Prompt
Look for the line containing "pub mod layout;" in the records below. Then output it and all the lines that follow, exactly and without any others.

Records for processing
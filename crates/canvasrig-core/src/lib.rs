#![forbid(unsafe_code)]

//! Core data for driving canvas-rendered applications from the outside.
//!
//! Nothing in this crate talks to a browser. It holds the two pieces of
//! pure data every interaction needs:
//!
//! - [`geometry`]: the surface rectangle, normalized positions and the
//!   linear projection between them.
//! - [`layout`]: named, calibrated positions of the target's controls.
//!
//! The async machinery that locates surfaces and dispatches input lives in
//! `canvasrig-harness`.

pub mod geometry;
pub mod layout;

pub use geometry::{NormalizedPosition, Point, ReferenceFrame, SurfaceRect};
pub use layout::{AvatarSlot, Control, LayoutEntry, LayoutError, LayoutGroup, MenuButton, Tribe};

Response area
pub mod layout;

pub use geometry::{NormalizedPosition, Point, ReferenceFrame, SurfaceRect};
pub use layout::{AvatarSlot, Control, LayoutEntry, LayoutError, LayoutGroup, MenuButton, Tribe};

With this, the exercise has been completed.